Saved data entries
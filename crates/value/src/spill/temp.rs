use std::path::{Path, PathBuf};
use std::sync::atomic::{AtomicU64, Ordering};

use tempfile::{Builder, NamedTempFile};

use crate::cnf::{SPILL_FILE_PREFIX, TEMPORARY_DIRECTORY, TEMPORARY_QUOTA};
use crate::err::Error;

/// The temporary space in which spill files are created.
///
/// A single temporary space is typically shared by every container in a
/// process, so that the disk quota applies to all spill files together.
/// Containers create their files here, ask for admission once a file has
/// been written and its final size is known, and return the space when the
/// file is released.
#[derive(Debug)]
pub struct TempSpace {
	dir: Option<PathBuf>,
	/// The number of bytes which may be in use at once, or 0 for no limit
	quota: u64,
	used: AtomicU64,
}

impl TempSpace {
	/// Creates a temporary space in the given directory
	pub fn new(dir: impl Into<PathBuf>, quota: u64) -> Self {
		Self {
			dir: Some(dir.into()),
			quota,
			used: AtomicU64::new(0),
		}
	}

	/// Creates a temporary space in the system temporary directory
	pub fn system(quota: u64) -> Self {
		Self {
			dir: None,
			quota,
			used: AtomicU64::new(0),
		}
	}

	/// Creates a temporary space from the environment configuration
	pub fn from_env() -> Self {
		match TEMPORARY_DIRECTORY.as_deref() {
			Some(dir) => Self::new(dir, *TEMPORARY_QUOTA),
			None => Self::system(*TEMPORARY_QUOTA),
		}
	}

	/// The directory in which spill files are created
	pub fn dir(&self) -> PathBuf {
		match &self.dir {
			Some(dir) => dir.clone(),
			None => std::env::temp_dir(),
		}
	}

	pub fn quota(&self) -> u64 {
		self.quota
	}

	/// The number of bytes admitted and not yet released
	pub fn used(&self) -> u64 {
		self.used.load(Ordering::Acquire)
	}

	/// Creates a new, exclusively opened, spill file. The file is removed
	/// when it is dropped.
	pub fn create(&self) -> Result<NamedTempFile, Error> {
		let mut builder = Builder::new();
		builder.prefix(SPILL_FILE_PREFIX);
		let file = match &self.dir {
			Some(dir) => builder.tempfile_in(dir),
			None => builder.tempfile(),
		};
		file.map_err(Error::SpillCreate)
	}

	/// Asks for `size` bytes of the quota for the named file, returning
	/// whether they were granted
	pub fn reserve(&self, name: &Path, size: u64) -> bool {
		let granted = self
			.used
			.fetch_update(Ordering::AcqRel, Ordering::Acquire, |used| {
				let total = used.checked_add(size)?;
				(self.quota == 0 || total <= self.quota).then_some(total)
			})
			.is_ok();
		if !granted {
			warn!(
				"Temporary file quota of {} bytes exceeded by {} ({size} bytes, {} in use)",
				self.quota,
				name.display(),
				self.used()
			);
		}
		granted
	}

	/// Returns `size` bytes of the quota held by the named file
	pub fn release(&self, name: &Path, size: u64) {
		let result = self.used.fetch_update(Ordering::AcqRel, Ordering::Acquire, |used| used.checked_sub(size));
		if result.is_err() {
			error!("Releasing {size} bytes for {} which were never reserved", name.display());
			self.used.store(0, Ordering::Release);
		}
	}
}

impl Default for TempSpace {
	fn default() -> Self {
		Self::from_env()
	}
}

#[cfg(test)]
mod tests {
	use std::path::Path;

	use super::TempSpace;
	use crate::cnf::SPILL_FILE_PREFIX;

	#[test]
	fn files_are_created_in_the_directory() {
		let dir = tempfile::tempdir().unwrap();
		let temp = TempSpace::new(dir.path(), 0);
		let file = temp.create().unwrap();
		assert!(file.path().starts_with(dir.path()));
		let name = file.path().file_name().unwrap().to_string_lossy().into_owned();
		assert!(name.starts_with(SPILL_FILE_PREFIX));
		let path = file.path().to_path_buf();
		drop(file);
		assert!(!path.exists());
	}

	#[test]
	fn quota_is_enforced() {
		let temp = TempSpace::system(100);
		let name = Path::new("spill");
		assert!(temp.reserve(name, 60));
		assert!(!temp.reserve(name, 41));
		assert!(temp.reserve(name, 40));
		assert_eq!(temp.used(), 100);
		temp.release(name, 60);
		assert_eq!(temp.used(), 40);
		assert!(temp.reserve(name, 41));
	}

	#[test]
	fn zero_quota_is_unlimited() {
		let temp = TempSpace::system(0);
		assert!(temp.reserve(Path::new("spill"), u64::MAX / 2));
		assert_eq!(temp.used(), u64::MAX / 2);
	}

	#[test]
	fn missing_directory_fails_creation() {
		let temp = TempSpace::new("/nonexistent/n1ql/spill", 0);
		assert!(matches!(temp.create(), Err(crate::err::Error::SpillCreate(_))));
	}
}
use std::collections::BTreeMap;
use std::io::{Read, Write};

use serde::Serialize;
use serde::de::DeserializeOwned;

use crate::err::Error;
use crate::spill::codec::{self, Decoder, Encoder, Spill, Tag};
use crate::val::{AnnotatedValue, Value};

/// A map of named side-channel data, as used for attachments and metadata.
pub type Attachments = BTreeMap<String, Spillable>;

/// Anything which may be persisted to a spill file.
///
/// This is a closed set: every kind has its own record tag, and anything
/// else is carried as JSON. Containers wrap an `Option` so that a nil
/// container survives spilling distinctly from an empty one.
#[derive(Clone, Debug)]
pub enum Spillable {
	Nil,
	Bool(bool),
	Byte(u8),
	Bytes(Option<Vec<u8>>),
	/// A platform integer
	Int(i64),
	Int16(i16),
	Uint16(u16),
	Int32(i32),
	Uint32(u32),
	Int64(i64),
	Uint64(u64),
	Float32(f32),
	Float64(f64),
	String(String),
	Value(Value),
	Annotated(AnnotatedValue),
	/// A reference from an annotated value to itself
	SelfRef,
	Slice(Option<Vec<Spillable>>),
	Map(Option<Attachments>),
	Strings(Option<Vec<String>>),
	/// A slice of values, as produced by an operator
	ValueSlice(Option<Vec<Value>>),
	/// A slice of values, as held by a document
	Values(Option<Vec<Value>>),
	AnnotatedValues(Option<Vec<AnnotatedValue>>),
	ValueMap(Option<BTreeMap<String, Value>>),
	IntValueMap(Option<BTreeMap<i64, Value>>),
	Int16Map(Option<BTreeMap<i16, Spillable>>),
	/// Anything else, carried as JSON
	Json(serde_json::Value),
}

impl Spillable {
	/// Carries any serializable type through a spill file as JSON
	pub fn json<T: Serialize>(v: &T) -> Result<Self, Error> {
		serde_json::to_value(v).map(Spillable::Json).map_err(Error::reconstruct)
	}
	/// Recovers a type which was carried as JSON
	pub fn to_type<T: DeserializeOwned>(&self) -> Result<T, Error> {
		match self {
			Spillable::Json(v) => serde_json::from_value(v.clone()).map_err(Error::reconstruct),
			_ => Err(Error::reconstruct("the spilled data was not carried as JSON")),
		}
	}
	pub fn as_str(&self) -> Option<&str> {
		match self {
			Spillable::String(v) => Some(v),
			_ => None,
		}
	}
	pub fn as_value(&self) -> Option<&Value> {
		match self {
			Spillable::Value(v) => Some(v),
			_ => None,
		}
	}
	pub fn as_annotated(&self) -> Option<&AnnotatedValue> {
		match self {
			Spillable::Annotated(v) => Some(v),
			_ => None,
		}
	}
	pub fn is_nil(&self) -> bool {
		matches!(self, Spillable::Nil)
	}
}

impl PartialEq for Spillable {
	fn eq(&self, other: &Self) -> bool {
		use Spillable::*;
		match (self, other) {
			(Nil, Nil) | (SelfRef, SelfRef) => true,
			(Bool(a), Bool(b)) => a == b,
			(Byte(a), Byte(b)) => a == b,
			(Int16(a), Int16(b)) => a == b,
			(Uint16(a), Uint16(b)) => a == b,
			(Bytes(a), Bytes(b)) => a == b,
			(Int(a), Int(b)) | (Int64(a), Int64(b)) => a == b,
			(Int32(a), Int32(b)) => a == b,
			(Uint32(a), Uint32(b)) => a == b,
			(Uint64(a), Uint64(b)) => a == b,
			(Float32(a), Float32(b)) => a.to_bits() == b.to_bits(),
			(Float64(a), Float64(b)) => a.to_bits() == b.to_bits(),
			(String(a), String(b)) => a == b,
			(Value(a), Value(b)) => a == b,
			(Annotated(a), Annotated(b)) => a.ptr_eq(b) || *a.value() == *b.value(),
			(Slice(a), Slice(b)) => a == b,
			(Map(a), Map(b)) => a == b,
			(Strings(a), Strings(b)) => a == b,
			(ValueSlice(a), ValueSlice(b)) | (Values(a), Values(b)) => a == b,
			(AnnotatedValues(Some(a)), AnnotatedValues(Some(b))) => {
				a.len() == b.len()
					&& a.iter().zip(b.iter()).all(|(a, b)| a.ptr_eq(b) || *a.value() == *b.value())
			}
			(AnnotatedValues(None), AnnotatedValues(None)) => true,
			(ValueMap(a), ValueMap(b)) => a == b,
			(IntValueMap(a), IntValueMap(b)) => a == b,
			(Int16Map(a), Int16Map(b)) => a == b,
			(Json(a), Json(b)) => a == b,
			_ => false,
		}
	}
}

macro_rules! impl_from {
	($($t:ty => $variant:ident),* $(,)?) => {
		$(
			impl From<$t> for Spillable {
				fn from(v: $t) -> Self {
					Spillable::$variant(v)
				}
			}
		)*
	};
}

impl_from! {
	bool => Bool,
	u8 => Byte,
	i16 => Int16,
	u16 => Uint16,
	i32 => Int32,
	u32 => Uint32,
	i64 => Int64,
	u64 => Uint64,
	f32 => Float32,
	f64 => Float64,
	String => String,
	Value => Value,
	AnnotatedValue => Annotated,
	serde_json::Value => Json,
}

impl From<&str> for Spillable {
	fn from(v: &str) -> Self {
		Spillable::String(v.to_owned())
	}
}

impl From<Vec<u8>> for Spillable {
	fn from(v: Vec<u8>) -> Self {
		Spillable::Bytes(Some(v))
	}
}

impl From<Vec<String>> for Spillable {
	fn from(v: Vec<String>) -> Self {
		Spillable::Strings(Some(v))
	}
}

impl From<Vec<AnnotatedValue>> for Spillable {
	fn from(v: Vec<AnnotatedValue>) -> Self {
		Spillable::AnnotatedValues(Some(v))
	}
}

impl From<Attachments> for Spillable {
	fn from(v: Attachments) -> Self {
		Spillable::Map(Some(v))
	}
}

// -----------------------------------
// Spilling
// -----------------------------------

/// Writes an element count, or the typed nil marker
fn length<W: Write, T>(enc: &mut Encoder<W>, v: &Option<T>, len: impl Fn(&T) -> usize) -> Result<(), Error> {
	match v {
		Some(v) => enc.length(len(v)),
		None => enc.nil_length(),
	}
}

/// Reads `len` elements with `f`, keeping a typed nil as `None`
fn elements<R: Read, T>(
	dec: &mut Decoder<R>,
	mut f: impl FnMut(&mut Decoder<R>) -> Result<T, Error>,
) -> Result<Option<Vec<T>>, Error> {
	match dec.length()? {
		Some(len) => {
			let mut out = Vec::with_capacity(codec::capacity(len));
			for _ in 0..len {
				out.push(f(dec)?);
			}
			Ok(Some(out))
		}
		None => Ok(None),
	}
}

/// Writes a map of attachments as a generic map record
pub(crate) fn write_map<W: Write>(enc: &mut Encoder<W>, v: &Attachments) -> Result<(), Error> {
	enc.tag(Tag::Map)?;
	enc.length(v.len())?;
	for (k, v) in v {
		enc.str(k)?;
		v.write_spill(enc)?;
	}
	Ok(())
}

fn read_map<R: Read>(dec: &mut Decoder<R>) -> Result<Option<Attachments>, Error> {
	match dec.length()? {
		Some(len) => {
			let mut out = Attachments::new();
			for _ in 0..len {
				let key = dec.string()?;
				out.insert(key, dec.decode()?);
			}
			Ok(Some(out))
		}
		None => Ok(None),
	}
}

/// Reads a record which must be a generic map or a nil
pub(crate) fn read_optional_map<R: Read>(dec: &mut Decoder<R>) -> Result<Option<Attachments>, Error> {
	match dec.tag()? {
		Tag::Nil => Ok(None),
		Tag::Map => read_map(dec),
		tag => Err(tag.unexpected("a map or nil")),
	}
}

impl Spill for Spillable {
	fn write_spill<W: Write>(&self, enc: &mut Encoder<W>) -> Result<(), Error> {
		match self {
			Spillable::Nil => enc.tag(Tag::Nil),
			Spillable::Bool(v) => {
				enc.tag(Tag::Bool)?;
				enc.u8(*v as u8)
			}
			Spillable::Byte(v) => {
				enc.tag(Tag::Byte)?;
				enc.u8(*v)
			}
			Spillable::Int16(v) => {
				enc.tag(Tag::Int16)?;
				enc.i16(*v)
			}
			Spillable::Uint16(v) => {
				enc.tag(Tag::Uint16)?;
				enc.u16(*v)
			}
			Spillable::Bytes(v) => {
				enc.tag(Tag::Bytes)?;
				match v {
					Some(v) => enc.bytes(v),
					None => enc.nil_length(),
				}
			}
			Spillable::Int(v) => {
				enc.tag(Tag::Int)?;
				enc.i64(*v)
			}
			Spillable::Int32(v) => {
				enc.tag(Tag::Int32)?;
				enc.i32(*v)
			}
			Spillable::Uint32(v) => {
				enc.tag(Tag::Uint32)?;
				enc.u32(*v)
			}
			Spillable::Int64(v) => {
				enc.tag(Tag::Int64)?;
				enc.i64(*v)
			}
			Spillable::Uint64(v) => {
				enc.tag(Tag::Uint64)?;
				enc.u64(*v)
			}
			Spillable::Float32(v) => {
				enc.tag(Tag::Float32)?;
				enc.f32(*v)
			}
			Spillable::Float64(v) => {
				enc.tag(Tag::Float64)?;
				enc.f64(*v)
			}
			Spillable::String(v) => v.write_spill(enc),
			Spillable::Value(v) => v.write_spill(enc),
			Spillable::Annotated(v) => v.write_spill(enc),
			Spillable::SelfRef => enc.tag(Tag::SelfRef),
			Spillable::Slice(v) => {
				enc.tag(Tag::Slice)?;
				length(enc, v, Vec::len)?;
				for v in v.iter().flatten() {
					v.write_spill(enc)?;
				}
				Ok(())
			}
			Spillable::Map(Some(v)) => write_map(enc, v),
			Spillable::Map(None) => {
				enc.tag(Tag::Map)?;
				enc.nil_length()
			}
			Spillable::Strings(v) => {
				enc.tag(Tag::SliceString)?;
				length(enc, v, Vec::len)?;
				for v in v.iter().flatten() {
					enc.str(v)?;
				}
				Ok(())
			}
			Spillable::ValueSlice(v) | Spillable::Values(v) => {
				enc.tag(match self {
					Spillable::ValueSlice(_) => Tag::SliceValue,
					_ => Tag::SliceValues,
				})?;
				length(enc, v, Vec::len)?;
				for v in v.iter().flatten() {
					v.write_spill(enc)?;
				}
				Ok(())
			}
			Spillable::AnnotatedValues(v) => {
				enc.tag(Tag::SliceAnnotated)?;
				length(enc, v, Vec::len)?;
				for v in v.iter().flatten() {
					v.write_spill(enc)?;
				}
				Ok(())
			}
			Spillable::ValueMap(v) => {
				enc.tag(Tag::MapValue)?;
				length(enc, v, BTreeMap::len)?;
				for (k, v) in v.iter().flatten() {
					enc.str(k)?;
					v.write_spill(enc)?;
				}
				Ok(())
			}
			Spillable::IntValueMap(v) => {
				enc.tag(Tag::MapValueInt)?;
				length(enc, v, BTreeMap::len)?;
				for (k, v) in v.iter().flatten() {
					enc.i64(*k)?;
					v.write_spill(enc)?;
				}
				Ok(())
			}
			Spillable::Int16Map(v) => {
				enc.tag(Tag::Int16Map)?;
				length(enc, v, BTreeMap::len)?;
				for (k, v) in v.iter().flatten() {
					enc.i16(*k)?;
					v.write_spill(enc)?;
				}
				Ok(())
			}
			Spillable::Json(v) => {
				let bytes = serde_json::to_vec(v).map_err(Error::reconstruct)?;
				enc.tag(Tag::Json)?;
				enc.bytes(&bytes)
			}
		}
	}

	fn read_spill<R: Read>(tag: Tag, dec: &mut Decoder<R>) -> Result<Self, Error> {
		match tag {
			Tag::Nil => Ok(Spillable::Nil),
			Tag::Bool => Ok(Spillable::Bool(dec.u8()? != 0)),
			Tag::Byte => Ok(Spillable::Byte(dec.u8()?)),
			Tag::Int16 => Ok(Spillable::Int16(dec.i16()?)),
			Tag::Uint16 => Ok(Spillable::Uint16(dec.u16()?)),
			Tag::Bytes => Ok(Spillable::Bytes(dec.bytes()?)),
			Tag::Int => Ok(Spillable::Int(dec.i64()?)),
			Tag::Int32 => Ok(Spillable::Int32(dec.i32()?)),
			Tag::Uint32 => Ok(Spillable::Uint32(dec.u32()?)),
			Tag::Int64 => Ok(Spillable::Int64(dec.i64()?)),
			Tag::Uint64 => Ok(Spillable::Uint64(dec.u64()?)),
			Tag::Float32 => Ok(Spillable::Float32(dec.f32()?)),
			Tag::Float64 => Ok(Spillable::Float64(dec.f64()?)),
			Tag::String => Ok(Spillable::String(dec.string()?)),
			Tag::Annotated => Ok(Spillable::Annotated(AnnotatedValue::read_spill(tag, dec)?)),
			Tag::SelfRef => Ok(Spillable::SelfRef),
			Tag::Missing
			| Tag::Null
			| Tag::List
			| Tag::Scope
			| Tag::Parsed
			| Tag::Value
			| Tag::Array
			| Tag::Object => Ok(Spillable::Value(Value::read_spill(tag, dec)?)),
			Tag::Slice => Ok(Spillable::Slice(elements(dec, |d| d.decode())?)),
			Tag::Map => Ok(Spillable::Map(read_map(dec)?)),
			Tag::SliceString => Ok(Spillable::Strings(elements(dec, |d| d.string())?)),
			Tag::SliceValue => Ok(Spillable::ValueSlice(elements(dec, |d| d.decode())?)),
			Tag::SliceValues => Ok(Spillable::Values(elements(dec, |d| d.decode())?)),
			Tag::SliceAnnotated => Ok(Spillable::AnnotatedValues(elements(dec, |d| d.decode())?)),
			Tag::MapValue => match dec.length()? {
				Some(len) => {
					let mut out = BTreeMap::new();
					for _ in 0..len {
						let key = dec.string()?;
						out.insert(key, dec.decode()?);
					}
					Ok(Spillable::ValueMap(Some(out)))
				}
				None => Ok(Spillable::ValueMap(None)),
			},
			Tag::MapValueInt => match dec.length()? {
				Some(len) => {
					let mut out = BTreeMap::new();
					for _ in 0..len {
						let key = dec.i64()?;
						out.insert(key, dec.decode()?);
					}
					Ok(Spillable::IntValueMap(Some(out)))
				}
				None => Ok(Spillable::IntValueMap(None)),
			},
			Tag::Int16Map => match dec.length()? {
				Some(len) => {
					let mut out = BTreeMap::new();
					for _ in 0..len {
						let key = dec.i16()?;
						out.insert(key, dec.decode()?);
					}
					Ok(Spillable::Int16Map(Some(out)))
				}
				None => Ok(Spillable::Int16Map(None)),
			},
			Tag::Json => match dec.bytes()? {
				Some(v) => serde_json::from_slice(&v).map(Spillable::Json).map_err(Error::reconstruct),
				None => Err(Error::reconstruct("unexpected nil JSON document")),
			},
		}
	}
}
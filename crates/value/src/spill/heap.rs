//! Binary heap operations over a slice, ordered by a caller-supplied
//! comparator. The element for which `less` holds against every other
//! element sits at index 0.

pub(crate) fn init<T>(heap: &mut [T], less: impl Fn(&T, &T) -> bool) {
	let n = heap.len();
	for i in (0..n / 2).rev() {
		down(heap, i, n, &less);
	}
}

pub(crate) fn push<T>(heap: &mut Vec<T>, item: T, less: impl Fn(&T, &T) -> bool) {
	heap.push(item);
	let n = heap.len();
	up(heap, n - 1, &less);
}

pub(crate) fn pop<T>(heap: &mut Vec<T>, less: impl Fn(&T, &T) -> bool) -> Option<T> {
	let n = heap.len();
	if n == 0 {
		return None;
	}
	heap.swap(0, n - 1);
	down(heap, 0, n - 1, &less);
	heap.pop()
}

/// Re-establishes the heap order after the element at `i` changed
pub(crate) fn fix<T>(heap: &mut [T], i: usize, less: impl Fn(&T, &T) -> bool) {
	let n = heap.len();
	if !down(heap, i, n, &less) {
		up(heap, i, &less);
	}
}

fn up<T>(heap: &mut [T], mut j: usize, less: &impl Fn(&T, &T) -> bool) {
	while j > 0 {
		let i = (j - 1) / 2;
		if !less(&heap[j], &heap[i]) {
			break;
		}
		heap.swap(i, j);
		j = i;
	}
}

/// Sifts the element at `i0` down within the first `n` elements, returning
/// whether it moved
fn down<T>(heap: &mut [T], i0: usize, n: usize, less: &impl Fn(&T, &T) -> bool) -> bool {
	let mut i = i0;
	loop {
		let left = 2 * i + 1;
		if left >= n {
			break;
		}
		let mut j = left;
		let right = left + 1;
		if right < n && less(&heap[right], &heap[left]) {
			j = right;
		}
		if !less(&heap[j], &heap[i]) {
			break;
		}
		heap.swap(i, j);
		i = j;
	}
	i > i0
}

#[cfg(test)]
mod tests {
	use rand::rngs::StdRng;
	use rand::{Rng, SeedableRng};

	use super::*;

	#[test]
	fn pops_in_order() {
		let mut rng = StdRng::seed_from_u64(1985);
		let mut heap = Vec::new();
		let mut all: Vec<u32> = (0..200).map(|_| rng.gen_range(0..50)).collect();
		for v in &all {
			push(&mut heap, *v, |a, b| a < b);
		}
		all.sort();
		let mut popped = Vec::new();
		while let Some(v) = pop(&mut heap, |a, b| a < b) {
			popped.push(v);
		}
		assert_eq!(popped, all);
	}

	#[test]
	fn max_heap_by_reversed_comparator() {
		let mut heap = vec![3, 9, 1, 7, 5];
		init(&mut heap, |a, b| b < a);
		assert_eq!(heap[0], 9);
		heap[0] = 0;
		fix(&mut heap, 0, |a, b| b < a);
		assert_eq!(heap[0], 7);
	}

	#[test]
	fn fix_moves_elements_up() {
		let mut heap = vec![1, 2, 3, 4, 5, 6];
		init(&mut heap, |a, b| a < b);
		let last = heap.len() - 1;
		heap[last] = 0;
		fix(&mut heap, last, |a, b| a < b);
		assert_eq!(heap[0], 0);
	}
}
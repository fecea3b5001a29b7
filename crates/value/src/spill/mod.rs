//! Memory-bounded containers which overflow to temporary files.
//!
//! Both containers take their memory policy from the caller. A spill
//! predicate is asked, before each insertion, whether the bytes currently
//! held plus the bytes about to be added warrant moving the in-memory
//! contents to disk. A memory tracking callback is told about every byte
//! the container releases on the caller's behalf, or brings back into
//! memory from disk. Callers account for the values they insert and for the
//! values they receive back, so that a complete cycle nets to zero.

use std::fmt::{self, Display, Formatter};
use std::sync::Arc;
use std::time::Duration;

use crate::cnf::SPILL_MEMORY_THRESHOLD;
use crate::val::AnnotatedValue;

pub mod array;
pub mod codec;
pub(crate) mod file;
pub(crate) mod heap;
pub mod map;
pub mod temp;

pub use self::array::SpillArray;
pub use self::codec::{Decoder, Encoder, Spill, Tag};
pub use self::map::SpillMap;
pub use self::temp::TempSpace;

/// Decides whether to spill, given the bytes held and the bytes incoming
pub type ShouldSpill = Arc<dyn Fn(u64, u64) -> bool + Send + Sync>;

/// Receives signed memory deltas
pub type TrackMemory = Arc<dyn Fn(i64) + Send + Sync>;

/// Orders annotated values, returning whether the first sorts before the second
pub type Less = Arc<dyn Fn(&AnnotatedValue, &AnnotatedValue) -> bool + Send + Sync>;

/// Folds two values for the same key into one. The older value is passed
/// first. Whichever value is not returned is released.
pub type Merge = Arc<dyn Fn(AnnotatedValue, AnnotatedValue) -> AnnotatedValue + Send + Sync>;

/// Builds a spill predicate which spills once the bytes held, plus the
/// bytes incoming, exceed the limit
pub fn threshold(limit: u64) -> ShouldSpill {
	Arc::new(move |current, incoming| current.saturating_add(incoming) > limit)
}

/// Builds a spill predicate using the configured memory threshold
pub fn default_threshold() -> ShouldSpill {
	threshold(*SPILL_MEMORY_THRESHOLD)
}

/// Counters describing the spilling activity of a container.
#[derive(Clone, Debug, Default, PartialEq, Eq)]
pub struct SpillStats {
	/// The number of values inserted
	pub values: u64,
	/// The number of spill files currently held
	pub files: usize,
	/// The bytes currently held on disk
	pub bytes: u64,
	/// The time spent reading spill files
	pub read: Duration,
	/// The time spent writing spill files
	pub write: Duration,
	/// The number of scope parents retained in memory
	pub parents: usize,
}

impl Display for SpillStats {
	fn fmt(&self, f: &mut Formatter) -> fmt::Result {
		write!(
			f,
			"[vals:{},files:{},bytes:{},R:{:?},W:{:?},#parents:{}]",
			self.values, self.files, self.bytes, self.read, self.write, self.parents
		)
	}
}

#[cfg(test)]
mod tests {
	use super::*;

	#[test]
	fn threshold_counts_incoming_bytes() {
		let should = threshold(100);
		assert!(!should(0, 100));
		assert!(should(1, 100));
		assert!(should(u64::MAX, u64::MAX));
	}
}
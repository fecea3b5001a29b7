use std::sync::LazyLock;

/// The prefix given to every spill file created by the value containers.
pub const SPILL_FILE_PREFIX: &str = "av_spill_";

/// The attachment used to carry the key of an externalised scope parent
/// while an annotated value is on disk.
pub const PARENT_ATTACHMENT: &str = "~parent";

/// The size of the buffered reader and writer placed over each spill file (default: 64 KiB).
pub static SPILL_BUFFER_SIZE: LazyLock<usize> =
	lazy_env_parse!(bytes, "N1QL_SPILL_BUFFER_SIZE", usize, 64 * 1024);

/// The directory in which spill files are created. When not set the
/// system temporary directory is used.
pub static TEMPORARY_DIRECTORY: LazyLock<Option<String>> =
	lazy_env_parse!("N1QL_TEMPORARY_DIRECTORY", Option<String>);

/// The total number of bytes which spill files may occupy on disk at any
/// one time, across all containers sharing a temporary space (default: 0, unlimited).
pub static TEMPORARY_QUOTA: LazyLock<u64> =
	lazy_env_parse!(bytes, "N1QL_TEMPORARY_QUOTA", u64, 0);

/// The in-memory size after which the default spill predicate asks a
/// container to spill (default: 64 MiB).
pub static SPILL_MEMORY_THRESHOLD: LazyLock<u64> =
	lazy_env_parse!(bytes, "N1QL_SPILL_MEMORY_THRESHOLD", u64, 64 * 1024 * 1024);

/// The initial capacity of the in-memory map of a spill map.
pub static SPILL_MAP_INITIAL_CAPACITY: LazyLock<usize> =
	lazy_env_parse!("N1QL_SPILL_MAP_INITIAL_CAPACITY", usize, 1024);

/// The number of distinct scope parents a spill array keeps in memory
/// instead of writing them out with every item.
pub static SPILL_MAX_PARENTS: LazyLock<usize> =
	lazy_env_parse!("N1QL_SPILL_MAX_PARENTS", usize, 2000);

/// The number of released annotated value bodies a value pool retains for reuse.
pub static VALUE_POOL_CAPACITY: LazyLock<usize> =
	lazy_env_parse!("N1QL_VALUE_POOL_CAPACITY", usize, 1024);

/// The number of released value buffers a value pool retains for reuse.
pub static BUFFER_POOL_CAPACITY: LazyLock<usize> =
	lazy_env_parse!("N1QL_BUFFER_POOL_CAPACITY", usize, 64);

[Exercise brief]:
Copy out, exactly and alone, the lines of the entries above between the ones holding "pub(crate) fn push<T>(heap: &mut" and "pub(crate) fn pop<T>(heap: &mut", inclusive.

[Completed exercise]:
pub(crate) fn push<T>(heap: &mut Vec<T>, item: T, less: impl Fn(&T, &T) -> bool) {
	heap.push(item);
	let n = heap.len();
	up(heap, n - 1, &less);
}

pub(crate) fn pop<T>(heap: &mut Vec<T>, less: impl Fn(&T, &T) -> bool) -> Option<T> {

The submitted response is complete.